Bei der Medikamentengabe ist zu beachten, dass die Richtlinie vorsieht, dass diese „in der Regel“ wöchentlich stattfinden sollte und dabei auch die Einnahme kontrolliert werden soll. Ein längerer Verordnungszeitraum oder eine Medikationsbox dürfte also nur in medizinisch begründeten Ausnahmen von der Kasse genehmigt werden.

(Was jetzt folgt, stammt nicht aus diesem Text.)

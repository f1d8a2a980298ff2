//! Bybit v5 REST client
//!
//! - `config`: credentials and endpoint selection
//! - `signing`: HMAC-SHA256 request signatures
//! - `types`: response envelope and wire structs
//! - `adapter`: `ExchangeClient` implementation

pub mod adapter;
pub mod config;
pub mod signing;
pub mod types;

pub use adapter::BybitAdapter;
pub use config::BybitConfig;
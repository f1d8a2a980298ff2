//! Configuration module for bot settings and YAML loading
//!
//! This module provides:
//! - Configuration types (`AppConfig`, `StrategyConfig`, `ExchangeConfig`)
//! - Selector enums (`Symbol`, `Network`)
//! - YAML loading functionality (`load_config`)
//! - Logging configuration (`init_logging`)

mod loader;
pub mod logging;
mod types;

// Re-export types
pub use types::{AppConfig, DefaultsConfig, ExchangeConfig, Network, StrategyConfig, Symbol};

// Re-export loader functions
pub use loader::{load_config, load_config_from_str, load_config_or_default};

// Re-export logging functions
pub use logging::{init_logging, is_tui_mode, LogFormat};
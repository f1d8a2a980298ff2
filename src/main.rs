//! EMA Bot — Entry Point
//!
//! Orchestrates:
//! 1. Config + environment loading
//! 2. Logging (TUI layer or headless fmt)
//! 3. Trading controller + status forwarding
//! 4. TUI loop, or headless run until Ctrl+C
//! 5. Graceful shutdown (worker joined before exit)

use std::path::PathBuf;
use std::sync::{Arc, Mutex};

use anyhow::Context;
use crossterm::event::EventStream;
use tokio::sync::broadcast;
use tracing::{error, info, warn};
use tracing_subscriber::layer::SubscriberExt;
use tracing_subscriber::util::SubscriberInitExt;

use ema_bot::adapters::{BybitAdapter, BybitConfig};
use ema_bot::config::logging::env_filter;
use ema_bot::config::{
    init_logging, is_tui_mode, load_config_or_default, AppConfig, Network, Symbol,
};
use ema_bot::core::{RunParams, StatusEvent, TradingController, WorkerSettings};
use ema_bot::tui::{self, AppState, EventResult, TuiLayer};

const DEFAULT_CONFIG_PATH: &str = "config.yaml";

#[tokio::main]
async fn main() -> anyhow::Result<()> {
    // =========================================================================
    // 1. Config + environment
    // =========================================================================
    dotenvy::dotenv().ok();

    let config_path = std::env::var("CONFIG_PATH")
        .map(PathBuf::from)
        .unwrap_or_else(|_| PathBuf::from(DEFAULT_CONFIG_PATH));
    let config = load_config_or_default(&config_path)
        .with_context(|| format!("loading {}", config_path.display()))?;

    if is_tui_mode() {
        run_tui(config).await
    } else {
        run_headless(config).await
    }
}

fn build_adapter(
    config: &AppConfig,
    api_key: &str,
    api_secret: &str,
    params: &RunParams,
) -> BybitAdapter {
    let bybit = BybitConfig::new(api_key, api_secret, params.network)
        .with_exchange_config(&config.exchange);
    BybitAdapter::new(bybit, config.exchange.http_timeout())
}

fn apply_status(app_state: &Mutex<AppState>, event: &StatusEvent) {
    if let Ok(mut state) = app_state.lock() {
        state.apply_status(event);
    }
}

/// Mirror worker status events into the TUI state until the channel closes
async fn forward_status(
    mut rx: broadcast::Receiver<StatusEvent>,
    app_state: Arc<Mutex<AppState>>,
) {
    loop {
        match rx.recv().await {
            Ok(event) => apply_status(&app_state, &event),
            Err(broadcast::error::RecvError::Lagged(skipped)) => {
                warn!(skipped, "Status forwarder lagged");
            }
            Err(broadcast::error::RecvError::Closed) => break,
        }
    }
}

// =============================================================================
// TUI mode
// =============================================================================

async fn run_tui(config: AppConfig) -> anyhow::Result<()> {
    let app_state = Arc::new(Mutex::new(AppState::new(&config.defaults)));

    // Prefill the form from the environment
    if let Ok(mut state) = app_state.lock() {
        state.api_key = std::env::var("BYBIT_API_KEY").unwrap_or_default();
        state.api_secret = std::env::var("BYBIT_API_SECRET").unwrap_or_default();
        if std::env::var("BYBIT_TESTNET").is_ok() {
            let network = ema_bot::adapters::bybit::config::network_from_env();
            state.network_index = Network::ALL
                .iter()
                .position(|n| *n == network)
                .unwrap_or(0);
        }
    }

    tracing_subscriber::registry()
        .with(env_filter())
        .with(TuiLayer::new(Arc::clone(&app_state)))
        .init();

    info!(config = %config_path_label(), "=== EMA Bot ===");

    let settings = WorkerSettings::from_config(&config);
    let mut controller = TradingController::new();
    let forwarder = tokio::spawn(forward_status(controller.subscribe(), Arc::clone(&app_state)));

    let mut terminal = ratatui::init();
    let mut events = EventStream::new();

    let loop_result: anyhow::Result<()> = async {
        loop {
            {
                let state = app_state
                    .lock()
                    .map_err(|_| anyhow::anyhow!("TUI state lock poisoned"))?;
                terminal.draw(|frame| tui::ui::draw(frame, &state))?;
            }

            match tui::handle_events_async(&app_state, &mut events).await {
                EventResult::Continue => {}
                EventResult::Quit => break,
                EventResult::Start => {
                    let snapshot = app_state.lock().ok().map(|mut state| state.begin_run());
                    let Some((api_key, api_secret, params)) = snapshot else {
                        continue;
                    };
                    let adapter = build_adapter(&config, &api_key, &api_secret, &params);
                    if let Err(e) = controller.start(adapter, params, settings.clone()) {
                        error!(error = %e, "Could not start trading");
                        if let Ok(mut state) = app_state.lock() {
                            state.abort_run(&e.to_string());
                        }
                    }
                }
                EventResult::Stop => {
                    controller.request_stop();
                    if let Ok(mut state) = app_state.lock() {
                        state.end_run();
                    }
                }
            }
        }
        Ok(())
    }
    .await;

    // =========================================================================
    // Shutdown: restore the terminal before anything else can fail
    // =========================================================================
    ratatui::restore();

    if let Some(summary) = controller.stop().await {
        info!(
            iterations = summary.iterations,
            orders = summary.orders,
            errors = summary.errors,
            "Final run summary"
        );
    }
    drop(controller);
    forwarder.abort();

    loop_result
}

fn config_path_label() -> String {
    std::env::var("CONFIG_PATH").unwrap_or_else(|_| DEFAULT_CONFIG_PATH.to_string())
}

// =============================================================================
// Headless mode
// =============================================================================

async fn run_headless(config: AppConfig) -> anyhow::Result<()> {
    init_logging();
    info!(config = %config_path_label(), "=== EMA Bot (headless) ===");

    let bybit = BybitConfig::from_env()
        .context("headless mode needs BYBIT_API_KEY and BYBIT_API_SECRET")?;

    let symbol = match std::env::var("BYBIT_SYMBOL") {
        Ok(raw) => Symbol::parse(&raw)
            .ok_or_else(|| anyhow::anyhow!("unsupported BYBIT_SYMBOL: {}", raw))?,
        Err(_) => config.defaults.symbol,
    };
    let quantity = std::env::var("BYBIT_QTY").context("headless mode needs BYBIT_QTY")?;

    let params = RunParams {
        symbol,
        quantity,
        network: bybit.network,
    };
    let adapter = build_adapter(&config, &bybit.api_key, &bybit.api_secret, &params);

    let mut controller = TradingController::new();
    controller.start(adapter, params, WorkerSettings::from_config(&config))?;

    tokio::signal::ctrl_c().await?;
    info!("Shutdown signal received");

    if let Some(summary) = controller.stop().await {
        info!(
            iterations = summary.iterations,
            orders = summary.orders,
            errors = summary.errors,
            "Final run summary"
        );
    }
    Ok(())
}
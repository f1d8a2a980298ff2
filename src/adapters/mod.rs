//! Exchange adapters
//!
//! This module provides the exchange-client abstraction consumed by the
//! trading worker and its Bybit REST implementation.

pub mod bybit;
pub mod errors;
pub mod traits;
pub mod types;

#[cfg(test)]
pub mod test_utils;

// Re-export commonly used types for convenience
pub use bybit::{BybitAdapter, BybitConfig};
pub use errors::{ExchangeError, ExchangeResult};
pub use traits::ExchangeClient;
pub use types::{Candle, Category, KlineRequest, OrderRequest, OrderResponse, OrderSide};
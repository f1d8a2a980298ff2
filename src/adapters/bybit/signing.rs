//! Bybit v5 request signing
//!
//! Signature = lowercase hex HMAC-SHA256 of
//! `timestamp + api_key + recv_window + payload`, where payload is the
//! query string for GET and the raw JSON body for POST.

use hmac::{Hmac, Mac};
use sha2::Sha256;

use crate::adapters::errors::{ExchangeError, ExchangeResult};

type HmacSha256 = Hmac<Sha256>;

pub const HEADER_API_KEY: &str = "X-BAPI-API-KEY";
pub const HEADER_TIMESTAMP: &str = "X-BAPI-TIMESTAMP";
pub const HEADER_SIGN: &str = "X-BAPI-SIGN";
pub const HEADER_RECV_WINDOW: &str = "X-BAPI-RECV-WINDOW";

/// Headers attached to an authenticated request
#[derive(Debug, Clone, PartialEq, Eq)]
pub struct SignedHeaders {
    pub api_key: String,
    pub timestamp: String,
    pub signature: String,
    pub recv_window: String,
}

impl SignedHeaders {
    /// Header name/value pairs in the order Bybit documents them
    pub fn pairs(&self) -> [(&'static str, &str); 4] {
        [
            (HEADER_API_KEY, self.api_key.as_str()),
            (HEADER_TIMESTAMP, self.timestamp.as_str()),
            (HEADER_SIGN, self.signature.as_str()),
            (HEADER_RECV_WINDOW, self.recv_window.as_str()),
        ]
    }
}

/// Compute the hex signature for one request
pub fn sign_payload(
    api_secret: &str,
    api_key: &str,
    timestamp_ms: u64,
    recv_window_ms: u64,
    payload: &str,
) -> ExchangeResult<String> {
    let mut mac = HmacSha256::new_from_slice(api_secret.as_bytes())
        .map_err(|e| ExchangeError::AuthenticationFailed(format!("Invalid API secret: {}", e)))?;
    mac.update(timestamp_ms.to_string().as_bytes());
    mac.update(api_key.as_bytes());
    mac.update(recv_window_ms.to_string().as_bytes());
    mac.update(payload.as_bytes());
    Ok(hex::encode(mac.finalize().into_bytes()))
}

/// Sign a payload and package the four auth headers
pub fn signed_headers(
    api_key: &str,
    api_secret: &str,
    timestamp_ms: u64,
    recv_window_ms: u64,
    payload: &str,
) -> ExchangeResult<SignedHeaders> {
    let signature = sign_payload(api_secret, api_key, timestamp_ms, recv_window_ms, payload)?;
    Ok(SignedHeaders {
        api_key: api_key.to_string(),
        timestamp: timestamp_ms.to_string(),
        signature,
        recv_window: recv_window_ms.to_string(),
    })
}
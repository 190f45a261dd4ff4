// LogHealth - platform/config.rs
//
// Platform config directory resolution and config.toml loading with
// startup validation.
//
// Uses the `directories` crate for XDG (Linux), AppData (Windows),
// Library (macOS) compliance. The settings file is optional; every value has
// a named default in util::constants.

use crate::util::constants;
use directories::ProjectDirs;
use std::path::{Path, PathBuf};

/// Resolved platform paths for LogHealth configuration.
#[derive(Debug, Clone)]
pub struct PlatformPaths {
    /// Configuration directory (e.g. ~/.config/loghealth/ or %APPDATA%\LogHealth\config\)
    pub config_dir: PathBuf,
}

impl PlatformPaths {
    /// Resolve platform-appropriate paths.
    ///
    /// Falls back to current directory if platform dirs cannot be determined.
    pub fn resolve() -> Self {
        if let Some(proj_dirs) = ProjectDirs::from("", "", constants::APP_ID) {
            let config_dir = proj_dirs.config_dir().to_path_buf();
            tracing::debug!(config = %config_dir.display(), "Platform paths resolved");
            Self { config_dir }
        } else {
            tracing::warn!("Could not determine platform directories, using current directory");
            Self {
                config_dir: PathBuf::from("."),
            }
        }
    }

    /// Default location of config.toml.
    pub fn settings_file(&self) -> PathBuf {
        self.config_dir.join(constants::CONFIG_FILE_NAME)
    }
}

// =============================================================================
// config.toml loading and validation
// =============================================================================

/// Raw deserialisable shape of config.toml.
///
/// Unknown keys are silently ignored for forward compatibility.
#[derive(Debug, Default, serde::Deserialize)]
#[serde(default)]
pub struct RawConfig {
    /// `[analysis]` section.
    pub analysis: AnalysisSection,
    /// `[export]` section.
    pub export: ExportSection,
    /// `[logging]` section.
    pub logging: LoggingSection,
}

/// `[analysis]` config section.
#[derive(Debug, Default, serde::Deserialize)]
#[serde(default)]
pub struct AnalysisSection {
    /// Bounded worker pool size (0 = one thread per source).
    pub worker_threads: Option<usize>,
    /// Read full content and reject empty files.
    pub strict_content_check: Option<bool>,
    /// Simulated delay lower bound in ms.
    pub min_delay_ms: Option<u64>,
    /// Simulated delay upper bound in ms.
    pub max_delay_ms: Option<u64>,
}

/// `[export]` config section.
#[derive(Debug, Default, serde::Deserialize)]
#[serde(default)]
pub struct ExportSection {
    /// Prefix report file names with YYMMDD_.
    pub date_prefix: Option<bool>,
}

/// `[logging]` config section.
#[derive(Debug, Default, serde::Deserialize)]
#[serde(default)]
pub struct LoggingSection {
    /// Log level: "error", "warn", "info", "debug", "trace".
    pub level: Option<String>,
}

/// Validated application settings derived from `config.toml`.
///
/// Invalid values produce actionable warnings and fall back to defaults.
#[derive(Debug, Clone, PartialEq)]
pub struct AppConfig {
    // -- Analysis --
    pub worker_threads: usize,
    pub strict_content_check: bool,
    pub min_delay_ms: u64,
    pub max_delay_ms: u64,

    // -- Export --
    pub date_prefix: bool,

    // -- Logging --
    /// Logging level string (for init before tracing is available).
    pub log_level: Option<String>,
}

impl Default for AppConfig {
    fn default() -> Self {
        Self {
            worker_threads: constants::UNBOUNDED_WORKERS,
            strict_content_check: false,
            min_delay_ms: constants::DEFAULT_MIN_DELAY_MS,
            max_delay_ms: constants::DEFAULT_MAX_DELAY_MS,
            date_prefix: true,
            log_level: None,
        }
    }
}

/// Load and validate the settings file at `config_path`.
///
/// Returns `AppConfig` with validated values and a list of non-fatal warnings.
/// If the file does not exist, returns defaults with no warnings.
/// If the file is unreadable or unparseable, returns defaults with a warning.
///
/// Runs before logging is initialised, so warnings are returned rather than
/// logged; the caller logs them once tracing is up.
pub fn load_config(config_path: &Path) -> (AppConfig, Vec<String>) {
    let mut warnings: Vec<String> = Vec::new();

    if !config_path.exists() {
        return (AppConfig::default(), warnings);
    }

    let content = match std::fs::read_to_string(config_path) {
        Ok(c) => c,
        Err(e) => {
            warnings.push(format!(
                "Could not read config file '{}': {e}. Using defaults.",
                config_path.display()
            ));
            return (AppConfig::default(), warnings);
        }
    };

    match toml::from_str::<RawConfig>(&content) {
        Ok(raw) => {
            let config = validate(raw, &mut warnings);
            (config, warnings)
        }
        Err(e) => {
            warnings.push(format!(
                "Failed to parse config file '{}': {e}. Using defaults.",
                config_path.display()
            ));
            (AppConfig::default(), warnings)
        }
    }
}

/// Validate each field against named constants, accumulating all warnings.
fn validate(raw: RawConfig, warnings: &mut Vec<String>) -> AppConfig {
    let mut config = AppConfig::default();

    // -- Analysis: worker_threads --
    if let Some(workers) = raw.analysis.worker_threads {
        if workers <= constants::MAX_WORKER_THREADS {
            config.worker_threads = workers;
        } else {
            warnings.push(format!(
                "[analysis] worker_threads = {workers} is out of range (0-{}). \
                 Using default (0 = one thread per source).",
                constants::MAX_WORKER_THREADS,
            ));
        }
    }

    if let Some(strict) = raw.analysis.strict_content_check {
        config.strict_content_check = strict;
    }

    // -- Analysis: delay bounds (validated as a pair) --
    let min = raw.analysis.min_delay_ms.unwrap_or(config.min_delay_ms);
    let max = raw.analysis.max_delay_ms.unwrap_or(config.max_delay_ms);
    if min <= max && max <= constants::ABSOLUTE_MAX_DELAY_MS {
        config.min_delay_ms = min;
        config.max_delay_ms = max;
    } else {
        warnings.push(format!(
            "[analysis] delay range {min}-{max} ms is invalid (need min <= max <= {}). \
             Using default ({}-{} ms).",
            constants::ABSOLUTE_MAX_DELAY_MS,
            constants::DEFAULT_MIN_DELAY_MS,
            constants::DEFAULT_MAX_DELAY_MS,
        ));
    }

    // -- Export: date_prefix --
    if let Some(prefix) = raw.export.date_prefix {
        config.date_prefix = prefix;
    }

    // -- Logging: level --
    if let Some(ref level) = raw.logging.level {
        if constants::VALID_LOG_LEVELS.contains(&level.to_lowercase().as_str()) {
            config.log_level = Some(level.to_lowercase());
        } else {
            warnings.push(format!(
                "[logging] level = \"{level}\" is not recognised. \
                 Valid values: error, warn, info, debug, trace. Using default ({}).",
                constants::DEFAULT_LOG_LEVEL,
            ));
        }
    }

    config
}
// LogHealth - platform/fs.rs
//
// Filesystem access used by the per-source check.
// Each call is blocking and touches the file read-only.

use std::fs::{File, Metadata};
use std::io::{self, Read};
use std::path::Path;
use std::time::Duration;

/// Retry limits for transient I/O errors on content reads.
const MAX_RETRIES: u32 = 3;
const RETRY_DELAYS_MS: [u64; 3] = [50, 100, 200];

/// Query metadata for `path` (follows symlinks).
pub fn stat(path: &Path) -> io::Result<Metadata> {
    std::fs::metadata(path)
}

/// Open `path` for reading and close it straight away.
///
/// Accessibility check only: no content is read.
pub fn try_open(path: &Path) -> io::Result<()> {
    let file = File::open(path)?;
    drop(file);
    Ok(())
}

/// Read the whole file, retrying transient errors with capped backoff.
///
/// Permanent errors are returned immediately.
pub fn read_all_with_retry(path: &Path) -> io::Result<Vec<u8>> {
    let mut last_err: Option<io::Error> = None;

    for attempt in 0..MAX_RETRIES {
        match read_all(path) {
            Ok(content) => return Ok(content),
            Err(e) if is_transient_error(&e) => {
                tracing::debug!(
                    file = %path.display(),
                    attempt = attempt + 1,
                    error = %e,
                    "Transient I/O error, retrying"
                );
                std::thread::sleep(Duration::from_millis(RETRY_DELAYS_MS[attempt as usize]));
                last_err = Some(e);
            }
            Err(e) => return Err(e),
        }
    }

    Err(last_err.unwrap_or_else(|| io::Error::other("Unknown read error")))
}

fn read_all(path: &Path) -> io::Result<Vec<u8>> {
    let mut file = File::open(path)?;
    let mut buf = Vec::new();
    file.read_to_end(&mut buf)?;
    Ok(buf)
}

/// Returns true for transient I/O errors that are worth retrying.
fn is_transient_error(e: &io::Error) -> bool {
    matches!(
        e.kind(),
        io::ErrorKind::WouldBlock | io::ErrorKind::Interrupted | io::ErrorKind::TimedOut
    )
}
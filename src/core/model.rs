// LogHealth - core/model.rs
//
// Core data model types. Pure data definitions with no I/O.
//
// These types are the shared vocabulary across all layers, and their serde
// shape is the on-disk format of both the sources document and the report.

use crate::util::constants::FAILED_DETAILS_PREFIX;
use crate::util::error::FileAccessError;
use serde::{Deserialize, Serialize};
use std::path::PathBuf;

// =============================================================================
// Log source (one configured descriptor)
// =============================================================================

/// One configured log source to check.
///
/// IDs are expected to be unique but this is not enforced; duplicates are
/// analysed independently.
#[derive(Debug, Clone, PartialEq, Eq, Serialize, Deserialize)]
pub struct LogSource {
    pub id: String,

    /// Path to the log file. Not validated at load time.
    pub path: PathBuf,

    /// Free-form label such as "nginx-access". Opaque to the analyser.
    #[serde(rename = "type")]
    pub kind: String,
}

impl LogSource {
    pub fn new(id: impl Into<String>, path: impl Into<PathBuf>, kind: impl Into<String>) -> Self {
        Self {
            id: id.into(),
            path: path.into(),
            kind: kind.into(),
        }
    }
}

// =============================================================================
// Status
// =============================================================================

/// Outcome classification of a single check.
#[derive(Debug, Clone, Copy, PartialEq, Eq, Hash, Serialize, Deserialize)]
#[serde(rename_all = "UPPERCASE")]
pub enum Status {
    Ok,
    Failed,
}

impl Status {
    /// Wire/display label, identical to the serialised form.
    pub fn label(&self) -> &'static str {
        match self {
            Status::Ok => "OK",
            Status::Failed => "FAILED",
        }
    }

    /// Case-insensitive comparison against a user-supplied label.
    ///
    /// Exact apart from case: surrounding whitespace does not match.
    pub fn matches_label(&self, label: &str) -> bool {
        self.label().eq_ignore_ascii_case(label)
    }
}

impl std::fmt::Display for Status {
    fn fmt(&self, f: &mut std::fmt::Formatter<'_>) -> std::fmt::Result {
        f.write_str(self.label())
    }
}

// =============================================================================
// Analysis result
// =============================================================================

/// Outcome of checking one log source. Exactly one is produced per source.
///
/// `error_details` is a flat string rather than a nested error so the report
/// stays a plain array of string-valued objects.
#[derive(Debug, Clone, PartialEq, Eq, Serialize, Deserialize)]
pub struct AnalysisResult {
    pub log_id: String,
    pub file_path: PathBuf,
    pub status: Status,
    pub message: String,

    /// Empty when OK, otherwise always starts with "FAILED - ".
    pub error_details: String,
}

impl AnalysisResult {
    /// Successful check of `source`.
    pub fn ok(source: &LogSource, message: &str) -> Self {
        Self {
            log_id: source.id.clone(),
            file_path: source.path.clone(),
            status: Status::Ok,
            message: message.to_string(),
            error_details: String::new(),
        }
    }

    /// Failed check with a fixed detail text (the prefix is added here).
    pub fn failed(source: &LogSource, message: &str, details: &str) -> Self {
        Self {
            log_id: source.id.clone(),
            file_path: source.path.clone(),
            status: Status::Failed,
            message: message.to_string(),
            error_details: format!("{FAILED_DETAILS_PREFIX}{details}"),
        }
    }

    /// Failed check caused by a filesystem error while checking the source.
    pub fn access_failed(source: &LogSource, message: &str, err: &FileAccessError) -> Self {
        Self::failed(source, message, &format!("{message}: {err}"))
    }

    pub fn is_ok(&self) -> bool {
        self.status == Status::Ok
    }
}

#[cfg(test)]
mod tests {
    use super::*;
    use std::io;

    fn source() -> LogSource {
        LogSource::new("nginx", "/var/log/nginx/access.log", "nginx-access")
    }

    #[test]
    fn test_source_uses_type_key_on_the_wire() {
        let json = serde_json::to_value(source()).unwrap();
        assert_eq!(json["type"], "nginx-access");
        assert_eq!(json["path"], "/var/log/nginx/access.log");
        assert!(json.get("kind").is_none());
    }

    #[test]
    fn test_status_serialises_uppercase() {
        assert_eq!(serde_json::to_string(&Status::Ok).unwrap(), "\"OK\"");
        assert_eq!(serde_json::to_string(&Status::Failed).unwrap(), "\"FAILED\"");
        let parsed: Status = serde_json::from_str("\"FAILED\"").unwrap();
        assert_eq!(parsed, Status::Failed);
    }

    #[test]
    fn test_status_label_match_is_case_insensitive() {
        assert!(Status::Ok.matches_label("ok"));
        assert!(Status::Ok.matches_label("Ok"));
        assert!(Status::Failed.matches_label("failed"));
        assert!(!Status::Failed.matches_label("ok"));
        assert!(!Status::Ok.matches_label(""));
        assert!(!Status::Ok.matches_label(" ok "));
    }

    #[test]
    fn test_ok_result_has_empty_details() {
        let r = AnalysisResult::ok(&source(), "analysis completed successfully");
        assert!(r.is_ok());
        assert!(r.error_details.is_empty());
        assert_eq!(r.log_id, "nginx");
    }

    #[test]
    fn test_access_failed_details_are_prefixed() {
        let err = FileAccessError::new(
            "/var/log/nginx/access.log",
            io::Error::new(io::ErrorKind::NotFound, "no such file"),
        );
        let r = AnalysisResult::access_failed(&source(), "file not found", &err);
        assert_eq!(r.status, Status::Failed);
        assert_eq!(
            r.error_details,
            "FAILED - file not found: '/var/log/nginx/access.log': no such file"
        );
    }

    #[test]
    fn test_result_field_names_on_the_wire() {
        let r = AnalysisResult::failed(&source(), "corrupted file detected", "x");
        let json = serde_json::to_value(&r).unwrap();
        for key in ["log_id", "file_path", "status", "message", "error_details"] {
            assert!(json.get(key).is_some(), "missing key {key}");
        }
        assert_eq!(json["status"], "FAILED");
    }
}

Entlastung oder Mehrarbeit?

Die Verordnung pflegerischer Maßnahmen belastet Praxen aktuell mit viel Bürokratie. Angesichts dessen wäre es wünschenswert, wenn die Möglichkeit zur Blankoverordnung – und damit einhergehend die Bestimmung durch die Leistungserbringenden selbst und die Übernahme des wirtschaftlichen Verordnungsrisikos – hier entlasten würde.

Allerdings bleibt abzuwarten, ob der erhoffte ­Effekt eintreten wird. So sind bisher nur einige Maßnahmen und nicht die komplette häusliche Pflege umfasst, was zu Abstimmungsbedarf mit Pflegenden führen kann.

Andererseits kann man es zum Beispiel positiv sehen, dass die Versorgung chronischer Wunden weiterhin nicht „blanko“ möglich sein wird – dadurch haben die überwiegend von Verbandmittel-Herstellern geschulten „Wundmanager“ keine freie Hand („Der Hausarzt“ 7/24).

Zudem könnte der Medizinische Dienst der Krankenversicherungen mehr Personal brauchen, um diese Blankoverordnungen und ihre Folgen zu prüfen. Personal, das dann an anderer Stelle in der Versorgung fehlt.

Fazit

Mit der Blankoverordnung für häusliche Pflege ändert sich für Praxen zunächst einmal vor allem das Muster 12 zur Verordnung – in Form neuer Ankreuzfelder. Abzuwarten bleibt, ob unter den aktuellen Rahmenbedingungen und im deutschen Gesundheitswesen oft bruchstückhaften digitalen Prozessen sich die erhoffte Entlastung für Praxen entfalten kann.